Synthetic fertilizer is not conducive to regenerative systems because it creates an imbalance of microbes in soil, impeding the natural processes by which plants absorb nutrients. This results in an agroecosystem with weak plants that become dependent on artificial fertilizer.

In addition, artificial fertilizer worsens the climate crisis due to the negative effects of chemicals seeping into water sources and the atmosphere. In general, a regenerative farming system aims to preserve a completely natural relationship between plants and soil organisms.

Encourage mulching

According to research by Research Gate, mulching has demonstrated efficacy to enhance soil health by reducing evaporation, increasing moisture retention, regulating temperature, enhancing nutrient availability and root absorption, suppressing weeds, decreasing salinity, encouraging biological activity, and controlling crop pests and diseases.

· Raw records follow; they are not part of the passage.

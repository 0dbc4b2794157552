//! Lamps and flags.

use serde::{Deserialize, Serialize};

use crate::binding::{BindingValue, BindingValueUnit, ValueDescriptor};
use crate::context::{ChangeOrigin, Notifications, ValueSlot};
use crate::element::DataElement;
use crate::error::FunctionResult;
use crate::function::{FunctionIdentity, NetworkFunction};
use crate::functions::require_element;
use crate::wire::parse_wire_f64;

#[derive(Debug, Clone, PartialEq, Serialize, Deserialize)]
pub struct FlagValueConfig {
    #[serde(flatten)]
    pub identity: FunctionIdentity,
    pub element: DataElement,
}

/// Boolean indicator: any nonzero reading is on.
#[derive(Debug)]
pub struct FlagValue {
    identity: FunctionIdentity,
    element: DataElement,
    value: ValueSlot,
}

impl FlagValue {
    /// # Errors
    ///
    /// Fails for blank names or element id.
    pub fn new(config: FlagValueConfig) -> FunctionResult<Self> {
        let FlagValueConfig { identity, element } = config;
        identity.validate()?;
        require_element(&identity, &element)?;
        let value = ValueSlot::new(identity.address(), BindingValueUnit::Boolean, "Indicator is lit");
        Ok(Self {
            identity,
            element,
            value,
        })
    }

    fn decode(&mut self, value: &str, notifications: &mut Notifications) -> Option<f64> {
        let raw = parse_wire_f64(value)?;
        self.value
            .set((raw != 0.0).into(), ChangeOrigin::Network, notifications);
        Some(raw)
    }
}

impl NetworkFunction for FlagValue {
    fn identity(&self) -> &FunctionIdentity {
        &self.identity
    }

    fn data_elements(&self) -> Vec<DataElement> {
        vec![self.element.clone()]
    }

    fn process_network_data(&mut self, id: &str, value: &str, notifications: &mut Notifications) {
        if id == self.element.id {
            self.decode(value, notifications);
        }
    }

    fn reset(&mut self, notifications: &mut Notifications) {
        self.value.clear(notifications);
    }

    fn values(&self) -> Vec<(ValueDescriptor, BindingValue)> {
        vec![(self.value.descriptor().clone(), self.value.get().clone())]
    }
}

pub type IndicatorDimmableConfig = FlagValueConfig;

/// Lamp that also reports brightness as a 0-100 percentage.
#[derive(Debug)]
pub struct IndicatorDimmable {
    flag: FlagValue,
    brightness: ValueSlot,
}

impl IndicatorDimmable {
    /// # Errors
    ///
    /// Same as [`FlagValue::new`].
    pub fn new(config: IndicatorDimmableConfig) -> FunctionResult<Self> {
        let flag = FlagValue::new(config)?;
        let brightness = ValueSlot::new(
            flag.identity.sub_address("brightness"),
            BindingValueUnit::Percent,
            "Lamp brightness",
        );
        Ok(Self { flag, brightness })
    }
}

impl NetworkFunction for IndicatorDimmable {
    fn identity(&self) -> &FunctionIdentity {
        &self.flag.identity
    }

    fn data_elements(&self) -> Vec<DataElement> {
        self.flag.data_elements()
    }

    fn process_network_data(&mut self, id: &str, value: &str, notifications: &mut Notifications) {
        if id != self.flag.element.id {
            return;
        }
        if let Some(raw) = self.flag.decode(value, notifications) {
            let percent = raw.clamp(0.0, 1.0) * 100.0;
            self.brightness
                .set(percent.into(), ChangeOrigin::Network, notifications);
        }
    }

    fn reset(&mut self, notifications: &mut Notifications) {
        self.flag.reset(notifications);
        self.brightness.clear(notifications);
    }

    fn values(&self) -> Vec<(ValueDescriptor, BindingValue)> {
        let mut values = self.flag.values();
        values.push((
            self.brightness.descriptor().clone(),
            self.brightness.get().clone(),
        ));
        values
    }
}
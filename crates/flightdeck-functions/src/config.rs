//! Serializable function records and the factory that builds them.
//!
//! A panel definition is a list of [`FunctionConfig`] records. Whether a
//! record was written by hand, generated, or read back from a saved profile,
//! [`FunctionConfig::build`] is the only way to turn it into a live function.

use serde::{Deserialize, Serialize};

use crate::error::FunctionResult;
use crate::function::{FunctionIdentity, NetworkFunction};
use crate::functions::{
    AbsoluteEncoder, AbsoluteEncoderConfig, Axis, AxisConfig, DualNetworkValue, DualRocker,
    DualRockerConfig, FlagValue, FlagValueConfig, GuardedSwitch, GuardedSwitchConfig, HatSwitch,
    HatSwitchConfig, IndicatorDimmable, IndicatorDimmableConfig, LockedEncoder,
    LockedEncoderConfig, NetworkTrigger, NetworkTriggerConfig, NetworkTriggerValue, NetworkValue,
    NetworkValueConfig, PushButton, PushButtonConfig, RotaryEncoder, RotaryEncoderConfig,
    ScaledNetworkValue, ScaledValueConfig, Switch, SwitchConfig, Text, TextConfig,
};

/// One function record, tagged by `type`.
#[derive(Debug, Clone, PartialEq, Serialize, Deserialize)]
#[serde(tag = "type", rename_all = "snake_case")]
pub enum FunctionConfig {
    Switch(SwitchConfig),
    GuardedSwitch(GuardedSwitchConfig),
    HatSwitch(HatSwitchConfig),
    PushButton(PushButtonConfig),
    DualRocker(DualRockerConfig),
    Axis(AxisConfig),
    RotaryEncoder(RotaryEncoderConfig),
    LockedEncoder(LockedEncoderConfig),
    AbsoluteEncoder(AbsoluteEncoderConfig),
    ScaledValue(ScaledValueConfig),
    DualValue(ScaledValueConfig),
    Flag(FlagValueConfig),
    IndicatorDimmable(IndicatorDimmableConfig),
    Text(TextConfig),
    Value(NetworkValueConfig),
    Trigger(NetworkTriggerConfig),
    TriggerValue(NetworkValueConfig),
}

impl FunctionConfig {
    pub fn identity(&self) -> &FunctionIdentity {
        match self {
            FunctionConfig::Switch(c) => &c.identity,
            FunctionConfig::GuardedSwitch(c) => &c.switch.identity,
            FunctionConfig::HatSwitch(c) => &c.identity,
            FunctionConfig::PushButton(c) => &c.identity,
            FunctionConfig::DualRocker(c) => &c.identity,
            FunctionConfig::Axis(c) => &c.identity,
            FunctionConfig::RotaryEncoder(c) => &c.identity,
            FunctionConfig::LockedEncoder(c) => &c.encoder.identity,
            FunctionConfig::AbsoluteEncoder(c) => &c.identity,
            FunctionConfig::ScaledValue(c) | FunctionConfig::DualValue(c) => &c.identity,
            FunctionConfig::Flag(c) | FunctionConfig::IndicatorDimmable(c) => &c.identity,
            FunctionConfig::Text(c) => &c.identity,
            FunctionConfig::Value(c) | FunctionConfig::TriggerValue(c) => &c.identity,
            FunctionConfig::Trigger(c) => &c.identity,
        }
    }

    /// Name of the `type` tag, for diagnostics.
    pub fn kind(&self) -> &'static str {
        match self {
            FunctionConfig::Switch(_) => "switch",
            FunctionConfig::GuardedSwitch(_) => "guarded_switch",
            FunctionConfig::HatSwitch(_) => "hat_switch",
            FunctionConfig::PushButton(_) => "push_button",
            FunctionConfig::DualRocker(_) => "dual_rocker",
            FunctionConfig::Axis(_) => "axis",
            FunctionConfig::RotaryEncoder(_) => "rotary_encoder",
            FunctionConfig::LockedEncoder(_) => "locked_encoder",
            FunctionConfig::AbsoluteEncoder(_) => "absolute_encoder",
            FunctionConfig::ScaledValue(_) => "scaled_value",
            FunctionConfig::DualValue(_) => "dual_value",
            FunctionConfig::Flag(_) => "flag",
            FunctionConfig::IndicatorDimmable(_) => "indicator_dimmable",
            FunctionConfig::Text(_) => "text",
            FunctionConfig::Value(_) => "value",
            FunctionConfig::Trigger(_) => "trigger",
            FunctionConfig::TriggerValue(_) => "trigger_value",
        }
    }

    /// Builds the live function.
    ///
    /// # Errors
    ///
    /// Returns the validation error of the concrete function type.
    pub fn build(self) -> FunctionResult<Box<dyn NetworkFunction>> {
        Ok(match self {
            FunctionConfig::Switch(c) => Box::new(Switch::new(c)?),
            FunctionConfig::GuardedSwitch(c) => Box::new(GuardedSwitch::new(c)?),
            FunctionConfig::HatSwitch(c) => Box::new(HatSwitch::new(c)?),
            FunctionConfig::PushButton(c) => Box::new(PushButton::new(c)?),
            FunctionConfig::DualRocker(c) => Box::new(DualRocker::new(c)?),
            FunctionConfig::Axis(c) => Box::new(Axis::new(c)?),
            FunctionConfig::RotaryEncoder(c) => Box::new(RotaryEncoder::new(c)?),
            FunctionConfig::LockedEncoder(c) => Box::new(LockedEncoder::new(c)?),
            FunctionConfig::AbsoluteEncoder(c) => Box::new(AbsoluteEncoder::new(c)?),
            FunctionConfig::ScaledValue(c) => Box::new(ScaledNetworkValue::new(c)?),
            FunctionConfig::DualValue(c) => Box::new(DualNetworkValue::new(c)?),
            FunctionConfig::Flag(c) => Box::new(FlagValue::new(c)?),
            FunctionConfig::IndicatorDimmable(c) => Box::new(IndicatorDimmable::new(c)?),
            FunctionConfig::Text(c) => Box::new(Text::new(c)?),
            FunctionConfig::Value(c) => Box::new(NetworkValue::new(c)?),
            FunctionConfig::Trigger(c) => Box::new(NetworkTrigger::new(c)?),
            FunctionConfig::TriggerValue(c) => Box::new(NetworkTriggerValue::new(c)?),
        })
    }
}

#[cfg(test)]
mod tests {
    use super::*;

    type TestResult = Result<(), Box<dyn std::error::Error>>;

    const PANEL: &str = r#"
- type: switch
  device: Electrical
  name: Battery
  device_id: "1"
  element: { id: "404", format: "%0.1f" }
  action_id: "3001"
  positions:
    - { arg_value: "1.0", name: "On" }
    - { arg_value: "0.0", name: "Off" }
- type: scaled_value
  device: Engine
  name: Oil Pressure
  element: { id: "88", format: "%0.3f", every_frame: true }
  unit: percent
  scaling:
    mode: calibration
    points:
      - { input: 0.0, output: 0.0 }
      - { input: 1.0, output: 100.0 }
- type: text
  device: UFC
  name: Scratchpad
  element: { id: "2095" }
"#;

    #[test]
    fn test_yaml_records_build() -> TestResult {
        let records: Vec<FunctionConfig> = serde_yaml::from_str(PANEL)?;
        assert_eq!(records.len(), 3);
        assert_eq!(records.first().map(FunctionConfig::kind), Some("switch"));

        let built = records
            .into_iter()
            .map(FunctionConfig::build)
            .collect::<FunctionResult<Vec<_>>>()?;
        let keys: Vec<String> = built.iter().map(|f| f.local_key()).collect();
        assert_eq!(
            keys,
            vec!["Electrical.Battery", "Engine.Oil Pressure", "UFC.Scratchpad"]
        );
        Ok(())
    }

    #[test]
    fn test_record_survives_json_round_trip() -> TestResult {
        let records: Vec<FunctionConfig> = serde_yaml::from_str(PANEL)?;
        let json = serde_json::to_string(&records)?;
        let back: Vec<FunctionConfig> = serde_json::from_str(&json)?;
        assert_eq!(back, records);
        Ok(())
    }

    #[test]
    fn test_invalid_record_fails_build() -> TestResult {
        let records: Vec<FunctionConfig> = serde_yaml::from_str(
            r#"
- type: axis
  device: Engine
  name: Throttle
  device_id: "5"
  element: { id: "104" }
  action_id: "3005"
  min: 1.0
  max: 0.0
  step: 0.1
"#,
        )?;
        let result = records.into_iter().map(FunctionConfig::build).next();
        assert!(matches!(result, Some(Err(_))));
        Ok(())
    }
}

Farmers are advised to use organic plant mulch such as cowpea, bracharia grass and leguminous. For non-living organic mulches can be. rice or wheat straw, and palm. Additionally, animal residues from poultry, pig, goat, horse and cow dung can also be used. 

Such organic mulching serves to protect the bare soil by building organic matter, conserving moisture, retaining nutrients, minimizing erosion and suppressing weeds. 

Importance of Regenerative Farming

  • Improve soil health and fertility, which leads to increased farm productivity
  • Produce nutrient-dense foods that are free from chemical contaminants
  • Increase the land’s ability to filter and retain water, making farms and communities more resilient to drought and floods, while also reducing erosion and polluted runoff
  • Improve wildlife habitat and ecosystem biodiversity and resilience
  • Increase the nutrients available to plants and naturally protect against pests, reducing the need for costly fertilizers and pesticides; and capture substantial amounts of carbon from the air and store it in the soil, helping mitigate the effects of climate change.
  • Improved soil health can lead to higher crop yields, better forage quality for animals, and reduced risk due to increased resiliency to pests, drought, or floods
  • Cost savings from reduced use of livestock feed, synthetic fertilizers, herbicides, insecticides, and antibiotics can also have a positive impact on farm profitability.

Farmer’s responses: 

“The continued use of synthetic products has caused soil degradation. This has in turn  to the zero biological actions in the soil hence, poor crop performance and increased crop diseases. The only approach to restore the soil back to its productive nature is regenerative farming,” Fred Munene

 “Pesticide-resistant superweeds, combined with the climate & biodiversity crises, are threatening the food supply we rely on to survive. We cannot delay the shift to organic and ecologically regenerative agriculture any longer.” Friends Of The Earth 

Conclusion

Regenerative agriculture has become the darling of many policymakers, food companies and farmers. Advocates claim a triple win: climate change mitigation, increased profit for farmers and greater resilience to a changing climate. Our view is that the practices grouped as regenerative agriculture can improve soil health and food production.